### What you are asked to do
Return each line of the data below that contains the string "enum".

(Items listed in a dataset)
________________________________________
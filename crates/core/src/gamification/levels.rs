//! XP thresholds and level titles.

use serde::{Deserialize, Serialize};

#[derive(Debug, Clone, Copy, PartialEq, Eq)]
pub struct Level {
    pub level: u32,
    pub xp_required: u32,
    pub title: &'static str,
}

/// Sorted by level; the first entry requires 0 XP.
pub static LEVELS: &[Level] = &[
    Level { level: 1, xp_required: 0, title: "Newcomer" },
    Level { level: 2, xp_required: 50, title: "Learner" },
    Level { level: 3, xp_required: 150, title: "Learner" },
    Level { level: 4, xp_required: 300, title: "Student" },
    Level { level: 5, xp_required: 500, title: "Student" },
    Level { level: 6, xp_required: 800, title: "Scholar" },
    Level { level: 7, xp_required: 1200, title: "Scholar" },
    Level { level: 8, xp_required: 1700, title: "Expert" },
    Level { level: 9, xp_required: 2400, title: "Expert" },
    Level { level: 10, xp_required: 3200, title: "Master" },
    Level { level: 11, xp_required: 4200, title: "Master" },
    Level { level: 12, xp_required: 5500, title: "Sage" },
];

impl Level {
    #[must_use]
    pub fn for_xp(xp: u32) -> &'static Level {
        LEVELS
            .iter()
            .rev()
            .find(|l| xp >= l.xp_required)
            .unwrap_or(&LEVELS[0])
    }

    /// Total XP needed for the level after `current_level`, `None` at the cap.
    #[must_use]
    pub fn xp_for_next(current_level: u32) -> Option<u32> {
        LEVELS
            .iter()
            .find(|l| l.level == current_level + 1)
            .map(|l| l.xp_required)
    }

    #[must_use]
    pub fn max_level() -> u32 {
        LEVELS.last().map_or(1, |l| l.level)
    }
}

/// Where a learner stands inside their current level.
#[derive(Debug, Clone, PartialEq, Serialize, Deserialize)]
#[serde(rename_all = "camelCase")]
pub struct LevelProgress {
    pub total_xp: u32,
    pub level: u32,
    pub title: String,
    pub xp_into_level: u32,
    /// XP between this level and the next, `None` at max level.
    pub xp_for_next_level: Option<u32>,
    /// Progress to the next level in `[0, 1]`; 1 at max level.
    pub fraction: f64,
}

impl LevelProgress {
    #[must_use]
    pub fn for_xp(total_xp: u32) -> Self {
        let level = Level::for_xp(total_xp);
        let xp_into_level = total_xp - level.xp_required;
        let xp_for_next_level =
            Level::xp_for_next(level.level).map(|next| next - level.xp_required);
        let fraction = match xp_for_next_level {
            Some(span) if span > 0 => f64::from(xp_into_level) / f64::from(span),
            _ => 1.0,
        };

        Self {
            total_xp,
            level: level.level,
            title: level.title.to_owned(),
            xp_into_level,
            xp_for_next_level,
            fraction: fraction.clamp(0.0, 1.0),
        }
    }

    #[must_use]
    pub fn is_max_level(&self) -> bool {
        self.xp_for_next_level.is_none()
    }
}

/// XP paid for practice actions.
pub struct XpRewards;

impl XpRewards {
    pub const SESSION_COMPLETED: u32 = 10;
    pub const CORRECT_ANSWER: u32 = 2;
    pub const PERFECT_SESSION: u32 = 20;
    pub const CARD_REVIEWED: u32 = 1;
    pub const VIDEO_COMPLETED: u32 = 5;

    /// Day 1 = 2 XP, day 2 = 4 XP, capped at 20.
    #[must_use]
    pub fn streak_bonus(streak_days: u32) -> u32 {
        streak_days.saturating_mul(2).min(20)
    }
}

#[cfg(test)]
mod tests {
    use super::*;

    #[test]
    fn level_for_xp() {
        assert_eq!(Level::for_xp(0).level, 1);
        assert_eq!(Level::for_xp(49).level, 1);
        assert_eq!(Level::for_xp(50).level, 2);
        assert_eq!(Level::for_xp(1_000_000).level, Level::max_level());
    }

    #[test]
    fn progress_inside_level() {
        let p = LevelProgress::for_xp(100);
        assert_eq!(p.level, 2);
        assert_eq!(p.xp_into_level, 50);
        assert_eq!(p.xp_for_next_level, Some(100));
        assert!((p.fraction - 0.5).abs() < 1e-9);

        let top = LevelProgress::for_xp(9_999);
        assert!(top.is_max_level());
        assert_eq!(top.fraction, 1.0);
    }

    #[test]
    fn streak_bonus_is_capped() {
        assert_eq!(XpRewards::streak_bonus(1), 2);
        assert_eq!(XpRewards::streak_bonus(50), 20);
    }
}
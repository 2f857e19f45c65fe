//! Adaptive practice rules shared by the speed drill and the quiz.
//!
//! Answer grading lives on [`crate::model::PracticeQuestion::check`]; this
//! module turns a stream of graded answers into streaks, points and an
//! advisory difficulty, and rates drill throughput.

mod controller;
mod speed;

pub use controller::{
    AnswerFeedback, DifficultyChange, DifficultyController, RUN_LENGTH_FOR_STEP_UP,
    STREAK_BONUS_POINTS, STREAK_BONUS_THRESHOLD,
};
pub use speed::{SpeedTier, answers_per_minute};
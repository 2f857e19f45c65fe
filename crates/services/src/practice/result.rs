use serde::{Deserialize, Serialize};

use learn_core::model::{Difficulty, PracticeId, PracticeMode};
use learn_core::practice::SpeedTier;

use crate::review_session::ReviewSummary;

/// Final figures of a speed drill.
#[derive(Debug, Clone, PartialEq, Serialize, Deserialize)]
#[serde(rename_all = "camelCase")]
pub struct DrillResult {
    pub practice_id: PracticeId,
    pub total_answered: u32,
    pub correct: u32,
    pub incorrect: u32,
    pub average_response_seconds: f64,
    /// Answers per minute of active time.
    pub rate_per_minute: f64,
    pub accuracy: f64,
    pub best_streak: u32,
    pub points: u32,
    pub tier: SpeedTier,
    pub met_target: bool,
    pub active_seconds: f64,
    pub timed_out: bool,
    pub final_difficulty: Difficulty,
}

/// Final figures of a quiz.
#[derive(Debug, Clone, PartialEq, Serialize, Deserialize)]
#[serde(rename_all = "camelCase")]
pub struct QuizResult {
    pub practice_id: PracticeId,
    pub total_questions: u32,
    pub answered: u32,
    pub correct: u32,
    pub incorrect: u32,
    pub average_response_seconds: f64,
    pub accuracy: f64,
    pub best_streak: u32,
    pub points: u32,
    pub penalty: f64,
    /// `max(0, points - penalty)`.
    pub net_score: f64,
    pub score_percent: f64,
    pub hints_used: u32,
    pub elapsed_seconds: f64,
    /// Time spent answering, pauses excluded.
    pub active_seconds: f64,
    pub timed_out: bool,
    pub final_difficulty: Difficulty,
}

/// What the host receives when any practice mode completes.
#[derive(Debug, Clone, PartialEq, Serialize, Deserialize)]
#[serde(tag = "mode", rename_all = "snake_case")]
pub enum PracticeResult {
    Flashcards(ReviewSummary),
    SpeedDrill(DrillResult),
    Quiz(QuizResult),
}

impl PracticeResult {
    #[must_use]
    pub fn mode(&self) -> PracticeMode {
        match self {
            Self::Flashcards(_) => PracticeMode::Flashcards,
            Self::SpeedDrill(_) => PracticeMode::SpeedDrill,
            Self::Quiz(_) => PracticeMode::Quiz,
        }
    }

    #[must_use]
    pub fn practice_id(&self) -> PracticeId {
        match self {
            Self::Flashcards(r) => r.practice_id,
            Self::SpeedDrill(r) => r.practice_id,
            Self::Quiz(r) => r.practice_id,
        }
    }

    /// Correct cards for flashcards, points for drills, net score for quizzes.
    #[must_use]
    pub fn score(&self) -> f64 {
        match self {
            Self::Flashcards(r) => f64::from(r.correct),
            Self::SpeedDrill(r) => f64::from(r.points),
            Self::Quiz(r) => r.net_score,
        }
    }

    #[must_use]
    pub fn accuracy(&self) -> f64 {
        match self {
            Self::Flashcards(r) => r.accuracy,
            Self::SpeedDrill(r) => r.accuracy,
            Self::Quiz(r) => r.accuracy,
        }
    }

    #[must_use]
    pub fn answered(&self) -> u32 {
        match self {
            Self::Flashcards(r) => r.cards_reviewed,
            Self::SpeedDrill(r) => r.total_answered,
            Self::Quiz(r) => r.answered,
        }
    }

    #[must_use]
    pub fn elapsed_seconds(&self) -> f64 {
        match self {
            Self::Flashcards(r) => r.elapsed_seconds,
            Self::SpeedDrill(r) => r.active_seconds,
            Self::Quiz(r) => r.elapsed_seconds,
        }
    }
}
use chrono::{DateTime, Duration, Utc};
use serde::{Deserialize, Serialize};
use thiserror::Error;

use crate::model::{Flashcard, MAX_REPETITION_LEVEL, ReviewOutcome};

//
// ─── ERRORS ────────────────────────────────────────────────────────────────────
//

#[derive(Debug, Error, Clone, PartialEq)]
#[non_exhaustive]
pub enum SchedulerError {
    #[error("review intervals must be strictly increasing")]
    NonIncreasingIntervals,
    #[error("lapse interval must be positive, got {seconds}s")]
    InvalidLapseInterval { seconds: i64 },
}

//
// ─── POLICY ────────────────────────────────────────────────────────────────────
//

/// What an incorrect review does to a card's repetition level.
#[derive(Debug, Clone, Copy, Default, PartialEq, Eq, Serialize, Deserialize)]
#[serde(rename_all = "snake_case")]
pub enum LapsePolicy {
    /// Drop one level, floored at 0.
    #[default]
    StepDown,
    /// Start over at level 0.
    Reset,
}

impl LapsePolicy {
    #[must_use]
    pub fn apply(self, level: u8) -> u8 {
        match self {
            Self::StepDown => level.saturating_sub(1),
            Self::Reset => 0,
        }
    }
}

/// Days until the next review, indexed by repetition level 0..=5.
pub const DEFAULT_INTERVAL_DAYS: [i64; MAX_REPETITION_LEVEL as usize + 1] = [1, 3, 7, 14, 30, 60];

/// Same-day retry after a lapse.
pub const DEFAULT_LAPSE_MINUTES: i64 = 10;

//
// ─── SCHEDULED REVIEW ──────────────────────────────────────────────────────────
//

/// What happened to a card after an outcome was applied.
#[derive(Debug, Clone, Copy, PartialEq)]
pub struct AppliedReview {
    pub outcome: ReviewOutcome,
    pub previous_level: u8,
    pub level: u8,
    pub next_review_due_at: Option<DateTime<Utc>>,
}

//
// ─── SCHEDULER ─────────────────────────────────────────────────────────────────
//

/// Level-based spaced-repetition scheduler.
///
/// Orders a deck for review (due cards first, weakest first) and moves a
/// card's repetition level and due date after each outcome.
///
/// # Examples
///
/// ```
/// # use learn_core::scheduler::Scheduler;
/// # use learn_core::model::{CardId, Difficulty, Flashcard, ReviewOutcome};
/// let scheduler = Scheduler::new();
/// let now = chrono::Utc::now();
/// let mut card = Flashcard::new(CardId::new(1), "front", "back", "topic", Difficulty::MIN).unwrap();
///
/// let applied = scheduler.apply_outcome(&mut card, ReviewOutcome::Correct, now);
/// assert_eq!(applied.level, 1);
/// assert_eq!(card.next_review_due_at(), Some(now + chrono::Duration::days(3)));
/// ```
#[derive(Debug, Clone, PartialEq)]
pub struct Scheduler {
    intervals: [Duration; MAX_REPETITION_LEVEL as usize + 1],
    lapse_interval: Duration,
    lapse_policy: LapsePolicy,
}

impl Scheduler {
    /// Default intervals (1, 3, 7, 14, 30, 60 days), 10 minute lapse, step-down policy.
    #[must_use]
    pub fn new() -> Self {
        Self {
            intervals: DEFAULT_INTERVAL_DAYS.map(Duration::days),
            lapse_interval: Duration::minutes(DEFAULT_LAPSE_MINUTES),
            lapse_policy: LapsePolicy::default(),
        }
    }

    /// Build a scheduler with a custom interval table.
    ///
    /// # Errors
    ///
    /// - `NonIncreasingIntervals` unless each interval is longer than the previous
    /// - `InvalidLapseInterval` if the lapse interval is not positive
    pub fn try_with_intervals(
        intervals: [Duration; MAX_REPETITION_LEVEL as usize + 1],
        lapse_interval: Duration,
    ) -> Result<Self, SchedulerError> {
        if intervals.windows(2).any(|w| w[1] <= w[0]) || intervals[0] <= Duration::zero() {
            return Err(SchedulerError::NonIncreasingIntervals);
        }
        if lapse_interval <= Duration::zero() {
            return Err(SchedulerError::InvalidLapseInterval {
                seconds: lapse_interval.num_seconds(),
            });
        }
        Ok(Self {
            intervals,
            lapse_interval,
            lapse_policy: LapsePolicy::default(),
        })
    }

    #[must_use]
    pub fn with_lapse_policy(mut self, policy: LapsePolicy) -> Self {
        self.lapse_policy = policy;
        self
    }

    #[must_use]
    pub fn lapse_policy(&self) -> LapsePolicy {
        self.lapse_policy
    }

    /// Interval after reaching `level`; levels above the table use the last entry.
    #[must_use]
    pub fn interval(&self, level: u8) -> Duration {
        let index = usize::from(level.min(MAX_REPETITION_LEVEL));
        self.intervals[index]
    }

    /// Pick up to `session_size` cards in review order.
    ///
    /// Stable two-key order: due cards (no due date, or due at or before
    /// `now`) first, then ascending success rate inside each partition.
    #[must_use]
    pub fn schedule<'a>(
        &self,
        deck: &'a [Flashcard],
        session_size: usize,
        now: DateTime<Utc>,
    ) -> Vec<&'a Flashcard> {
        let mut ordered: Vec<&Flashcard> = deck.iter().collect();
        ordered.sort_by(|a, b| {
            b.is_due(now)
                .cmp(&a.is_due(now))
                .then_with(|| a.success_rate().total_cmp(&b.success_rate()))
        });
        ordered.truncate(session_size);
        ordered
    }

    /// Owned variant of [`Scheduler::schedule`] for building a session queue.
    #[must_use]
    pub fn schedule_owned(
        &self,
        deck: Vec<Flashcard>,
        session_size: usize,
        now: DateTime<Utc>,
    ) -> Vec<Flashcard> {
        let mut ordered = deck;
        ordered.sort_by(|a, b| {
            b.is_due(now)
                .cmp(&a.is_due(now))
                .then_with(|| a.success_rate().total_cmp(&b.success_rate()))
        });
        ordered.truncate(session_size);
        ordered
    }

    /// Apply a review outcome to a card.
    ///
    /// - Correct: level +1 (max 5), due after `interval(level)`.
    /// - Incorrect: level per [`LapsePolicy`], due after the lapse interval.
    /// - Skip: card untouched.
    pub fn apply_outcome(
        &self,
        card: &mut Flashcard,
        outcome: ReviewOutcome,
        now: DateTime<Utc>,
    ) -> AppliedReview {
        let previous_level = card.repetition_level();
        match outcome {
            ReviewOutcome::Correct => {
                let level = previous_level.saturating_add(1).min(MAX_REPETITION_LEVEL);
                card.record_review(true, level, now + self.interval(level), now);
            }
            ReviewOutcome::Incorrect => {
                let level = self.lapse_policy.apply(previous_level);
                card.record_review(false, level, now + self.lapse_interval, now);
            }
            ReviewOutcome::Skip => {}
        }

        AppliedReview {
            outcome,
            previous_level,
            level: card.repetition_level(),
            next_review_due_at: card.next_review_due_at(),
        }
    }
}

impl Default for Scheduler {
    fn default() -> Self {
        Self::new()
    }
}

//
// ─── TESTS ─────────────────────────────────────────────────────────────────────
//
________________________________________
### Finished task
pub enum PracticeResult {
pub enum SchedulerError {
pub enum LapsePolicy {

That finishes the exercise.